The goal of this study was to perform an exploratory study to understand the degree to which transgender men (including all transgender people born with a uterus and ovaries who may have genders including male, non-binary, genderfluid, etc) who started testosterone at or before the age of 18 understood the functions of the uterus and ovaries. Secondary aims included comparing recalled counseling on hysterectomy and associated reproductive and surgical gender-affirming care between those who did and did not have knowledge about the uterus, ovaries, and hysterectomy, as well as describing their beliefs regarding hysterectomy and associated genital surgeries.
Methods
Recruitment
This was an online cross-sectional survey. Information regarding the study was provided in text form prior to participation, and participants were instructed that informed consent was provided by choosing to proceed with the survey, constituting written consent. We powered our study to detect a difference between those who answered the majority of factual questions correct (75% or more correct) compared to those who do not (50% or fewer correct), which required enrolling 292 respondents (for 146 in each group). Individuals were recruited for participation through two methods to increase the potential numbers of participants. The first group were recruited through advertisements on community message boards from April to August of 2022. An additional group was recruited through the Prolific survey platform, (Prolific.com) from December 2022 to November 2023. In order to be included in this study transgender men needed to be 18 years or older at the time of study completion, have taken gender-affirming testosterone, had initiated gender-affirming testosterone prior to the age of 18, were born with a uterus and ovaries, and currently living in the United States. We chose 18 years old as the inferior bound as this is when individuals in the United States can generally consent to hysterectomy and oophorectomy and we wanted to understand how knowledge garnered before this was retained/understood by those who were now at an age where they could use that information to inform surgical clinical decision making. Individuals’ data were excluded from analysis if they did not meet the screening criteria either during screening or in their formal survey answers.
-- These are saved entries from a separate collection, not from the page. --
impl Daemon {
    /// Perform the connection handshake: exactly one CONNECT, answered with
    /// CONNECTOK (carrying the validator's greeting and the requested
    /// object's metadata) or CONNECTFAIL (carrying the error message).
    /// Returns whether the connection may proceed to the invoke loop.
    pub fn handshake(&self, conn: &mut ClientConnection) -> Result<bool> {
        let mut seq = 0;
        let mut serializer_id = FALLBACK_SERIALIZER_ID;
        let mut correlation = None;

        let outcome: Result<(Vec<u8>, bool)> = (|| {
            let msg = conn.recv_message(&[MsgType::Connect])?;
            seq = msg.seq;
            if self.config.logwire {
                log_wiredata("daemon handshake received", &msg);
            }
            self.serializers.check_accepted(msg.serializer_id)?;
            let corr = RequestContext::correlation_from(&msg.annotations);
            correlation = Some(corr);
            conn.correlation_id = Some(corr);
            serializer_id = msg.serializer_id;
            let serializer = self.serializers.by_id(serializer_id)?;
            let data = serializer
                .deserialize_data(&msg.payload, msg.flags & flags::COMPRESSED != 0)
                .location(loc!())?;
            let object_id = data.get("object").and_then(Value::as_str).ok_or_else(|| {
                anyhow!(PyroError::Protocol("handshake is missing the object id".into()))
            })?;
            let handshake_data = data.get("handshake").cloned().unwrap_or(Value::Null);
            let greeting = self.hooks.validate_handshake(conn.peer(), &handshake_data)?;
            // Embedding the metadata here saves the proxy a follow-up call.
            let meta = self.get_metadata(object_id, true).location(loc!())?;
            let payload = json!({"handshake": greeting, "meta": meta.to_value()});
            serializer.serialize_data(&payload, self.config.compression)
        })();

        let (msg_type, payload, compressed) = match outcome {
            Ok((payload, compressed)) => (MsgType::ConnectOk, payload, compressed),
            Err(err) if errors::is_connection_closed(&err) => {
                debug!("handshake failed, connection closed early");
                return Ok(false);
            },
            Err(err) => {
                debug!("handshake failed, reason: {err:?}");
                let serializer = self
                    .serializers
                    .by_id(serializer_id)
                    .unwrap_or_else(|_| self.serializers.by_name("json").expect("json codec"));
                serializer_id = serializer.serializer_id();
                let (payload, compressed) = serializer
                    .serialize_data(&json!(errors::root_message(&err)), false)
                    .location(loc!())?;
                (MsgType::ConnectFail, payload, compressed)
            },
        };

        let mut reply_flags = 0;
        if compressed {
            reply_flags |= flags::COMPRESSED;
        }
        let reply = Message::new(
            msg_type,
            reply_flags,
            seq,
            serializer_id,
            payload,
            self.reply_annotations(correlation),
        );
        if self.config.logwire {
            log_wiredata("daemon handshake response", &reply);
        }
        conn.send_bytes(&reply.to_bytes().location(loc!())?)?;
        Ok(msg_type == MsgType::ConnectOk)
    }

    /// Handle one incoming request. Dispatch failures are wrapped into an
    /// exception reply so the server loop survives them; communication and
    /// security errors (and failures of callback-tagged methods) re-raise
    /// so the substrate can act on them.
    pub fn handle_request(&self, conn: &mut ClientConnection) -> Result<()> {
        let msg = conn.recv_message(&[MsgType::Invoke, MsgType::Ping])?;
        let mut state = DispatchState {
            seq: msg.seq,
            serializer_id: msg.serializer_id,
            oneway: msg.flags & flags::ONEWAY != 0,
            callback: false,
            correlation: None,
        };
        match self.process_request(conn, msg, &mut state) {
            Ok(()) => Ok(()),
            Err(err) if errors::is_connection_closed(&err) => Err(err),
            Err(err) => {
                debug!("Exception occurred while handling request: {err:?}");
                if !state.oneway
                    && (errors::is_serialization_error(&err) || !errors::is_communication_error(&err))
                {
                    let exc = RemoteException::from_error(&err, self.config.detailed_traceback);
                    self.send_exception_response(
                        conn,
                        state.seq,
                        state.serializer_id,
                        &exc,
                        0,
                        Annotations::new(),
                        state.correlation,
                    )?;
                }
                if state.callback
                    || errors::is_communication_error(&err)
                    || errors::is_security_error(&err)
                {
                    return Err(err);
                }
                Ok(())
            },
        }
    }

    /// Disconnect bookkeeping for the substrate: start or skip stream
    /// lingering, then run the user hook.
    pub fn client_disconnect(&self, conn: &mut ClientConnection) {
        debug!(
            "client {:?} disconnected (last correlation {:?})",
            conn.id(),
            conn.correlation_id
        );
        self.streams
            .disconnect(conn.id(), self.config.stream_linger(), Instant::now());
        self.hooks.client_disconnect(conn.id());
    }

    fn process_request(
        &self,
        conn: &mut ClientConnection,
        msg: Message,
        state: &mut DispatchState,
    ) -> Result<()> {
        if self.config.logwire {
            log_wiredata("daemon wiredata received", &msg);
        }
        if msg.msg_type == MsgType::Ping {
            // Same seq back, nothing deserialized: a ping, not an echo.
            let reply = Message::new(
                MsgType::Ping,
                0,
                msg.seq,
                msg.serializer_id,
                b"pong".to_vec(),
                self.reply_annotations(None),
            );
            if self.config.logwire {
                log_wiredata("daemon wiredata sending", &reply);
            }
            return conn.send_bytes(&reply.to_bytes().location(loc!())?);
        }

        let correlation = RequestContext::correlation_from(&msg.annotations);
        state.correlation = Some(correlation);
        conn.correlation_id = Some(correlation);

        self.serializers.check_accepted(msg.serializer_id)?;
        let serializer = self.serializers.by_id(msg.serializer_id)?;
        let (object_id, method, vargs, kwargs) = serializer
            .deserialize_call(&msg.payload, msg.flags & flags::COMPRESSED != 0)
            .location(loc!())?;
        let ctx = RequestContext {
            correlation_id: correlation,
            seq: msg.seq,
            msg_flags: msg.flags,
            serializer_id: msg.serializer_id,
            annotations: msg.annotations.clone(),
            client: conn.id(),
            client_addr: conn.peer().to_owned(),
        };

        let Some((class, pinned)) = self.entry_for(&object_id) else {
            debug!("unknown object requested: {object_id}");
            bail!(PyroError::Daemon("unknown object".into()));
        };
        let instance = match pinned {
            Some(instance) => instance,
            None => self.instance_for(&class, conn).location(loc!())?,
        };

        if msg.flags & flags::BATCH != 0 {
            return self.process_batch(conn, &class, &instance, &ctx, vargs, state);
        }

        let result = match method.as_str() {
            // Direct attribute access: only exposed properties are reachable.
            "__getattr__" => {
                let name = str_arg(&vargs, 0)?;
                CallResult::Value(reflect::get_exposed_property_value(&class, &instance, name)?)
            },
            "__setattr__" => {
                let name = str_arg(&vargs, 0)?;
                let value = vargs.get(1).cloned().ok_or_else(|| {
                    anyhow!(PyroError::Type("__setattr__ takes a name and a value".into()))
                })?;
                reflect::set_exposed_property_value(&class, &instance, name, value)?;
                CallResult::Value(Value::Null)
            },
            _ => {
                let def = resolve_method(&class, &method)?;
                if state.oneway && self.config.oneway_threaded {
                    // Detached worker with a snapshot of the context; the
                    // origin connection may be gone by the time it runs.
                    let func = def.func.clone();
                    let instance = instance.clone();
                    let ctx = ctx.clone();
                    thread::Builder::new()
                        .name("oneway-call".to_owned())
                        .spawn(move || {
                            if let Err(err) = func(&instance, &ctx, vargs, kwargs) {
                                error!("Exception in oneway call: {err:?}");
                            }
                        })
                        .location(loc!())?;
                    return Ok(());
                }
                state.callback = def.callback;
                (def.func)(&instance, &ctx, vargs, kwargs)?
            },
        };

        if state.oneway {
            return Ok(());
        }

        match result {
            CallResult::Value(value) => {
                let (payload, compressed) = serializer
                    .serialize_data(&value, self.config.compression)
                    .location(loc!())?;
                let mut reply_flags = 0;
                if compressed {
                    reply_flags |= flags::COMPRESSED;
                }
                let reply = Message::new(
                    MsgType::Result,
                    reply_flags,
                    msg.seq,
                    serializer.serializer_id(),
                    payload,
                    self.reply_annotations(Some(correlation)),
                );
                if self.config.logwire {
                    log_wiredata("daemon wiredata sending", &reply);
                }
                conn.send_bytes(&reply.to_bytes().location(loc!())?)
            },
            CallResult::Stream(stream) => {
                // Dual encoding keeps clients that predate item streaming
                // working: they just see the protocol error.
                let mut annotations = Annotations::new();
                if self.config.iter_streaming {
                    let stream_id = self.streams.register(stream, conn.id()).location(loc!())?;
                    annotations.insert(ANNOTATION_STREAM.to_owned(), stream_id.into_bytes());
                }
                let exc = RemoteException {
                    exc_type: "ProtocolError".to_owned(),
                    msg: "result of call is an iterator".to_owned(),
                    traceback: Vec::new(),
                };
                self.send_exception_response(
                    conn,
                    msg.seq,
                    serializer.serializer_id(),
                    &exc,
                    flags::ITEMSTREAMRESULT,
                    annotations,
                    Some(correlation),
                )
            },
        }
    }

    // Batched calls: process in request order, stop at the first failure and
    // append it as an exception wrapper. Streaming results are not supported
    // inside a batch.
    fn process_batch(
        &self,
        conn: &mut ClientConnection,
        class: &std::sync::Arc<ExposedClass>,
        instance: &ServedInstance,
        ctx: &RequestContext,
        items: Args,
        state: &mut DispatchState,
    ) -> Result<()> {
        let mut results: Vec<Value> = Vec::new();
        for item in items {
            let outcome = parse_batch_item(&item).and_then(|(name, vargs, kwargs)| {
                let def = resolve_method(class, &name)?;
                (def.func)(instance, ctx, vargs, kwargs)
            });
            match outcome {
                Ok(CallResult::Value(value)) => results.push(value),
                Ok(CallResult::Stream(_)) => {
                    let exc = RemoteException {
                        exc_type: "ProtocolError".to_owned(),
                        msg: "result of batched call is an iterator".to_owned(),
                        traceback: Vec::new(),
                    };
                    results.push(exc.to_value());
                    break;
                },
                Err(err) => {
                    debug!("Exception occurred while handling batched request: {err:?}");
                    results.push(
                        RemoteException::from_error(&err, self.config.detailed_traceback)
                            .to_value(),
                    );
                    break;
                },
            }
        }
        if state.oneway {
            return Ok(());
        }

        let serializer = self.serializers.by_id(state.serializer_id)?;
        let (payload, compressed) = serializer
            .serialize_data(&Value::Array(results), self.config.compression)
            .location(loc!())?;
        let mut reply_flags = flags::BATCH;
        if compressed {
            reply_flags |= flags::COMPRESSED;
        }
        let reply = Message::new(
            MsgType::Result,
            reply_flags,
            state.seq,
            serializer.serializer_id(),
            payload,
            self.reply_annotations(state.correlation),
        );
        if self.config.logwire {
            log_wiredata("daemon wiredata sending", &reply);
        }
        conn.send_bytes(&reply.to_bytes().location(loc!())?)
    }

    fn send_exception_response(
        &self,
        conn: &mut ClientConnection,
        seq: u32,
        serializer_id: u16,
        exc: &RemoteException,
        extra_flags: u16,
        extra_annotations: Annotations,
        correlation: Option<Uuid>,
    ) -> Result<()> {
        let serializer = self
            .serializers
            .by_id(serializer_id)
            .unwrap_or_else(|_| self.serializers.by_name("json").expect("json codec"));
        let (payload, compressed) = serializer
            .serialize_exception(exc, self.config.compression)
            .location(loc!())?;
        let mut reply_flags = flags::EXCEPTION | extra_flags;
        if compressed {
            reply_flags |= flags::COMPRESSED;
        }
        let mut annotations = self.reply_annotations(correlation);
        annotations.extend(extra_annotations);
        let reply = Message::new(
            MsgType::Result,
            reply_flags,
            seq,
            serializer.serializer_id(),
            payload,
            annotations,
        );
        if self.config.logwire {
            log_wiredata("daemon wiredata sending (error response)", &reply);
        }
        conn.send_bytes(&reply.to_bytes().location(loc!())?)
    }
}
Due to the setup of this survey platform this method of recruitment used a two-stage procedure where transgender men who were over 18 and under 35 and living in the United States were invited to a screening survey where they were asked if they were born with a uterus and ovaries and had started testosterone prior to the age of 19, If so, they were invited to participate in a screening survey to determine their eligibility. Then, if eligible, they were invited to participate in the full study. Prolific required a superior age limit so we chose 35 years old as individuals over this were very unlikely to have had access to gender affirming hormone therapy prior to the age of 18 given care models from 20 years ago.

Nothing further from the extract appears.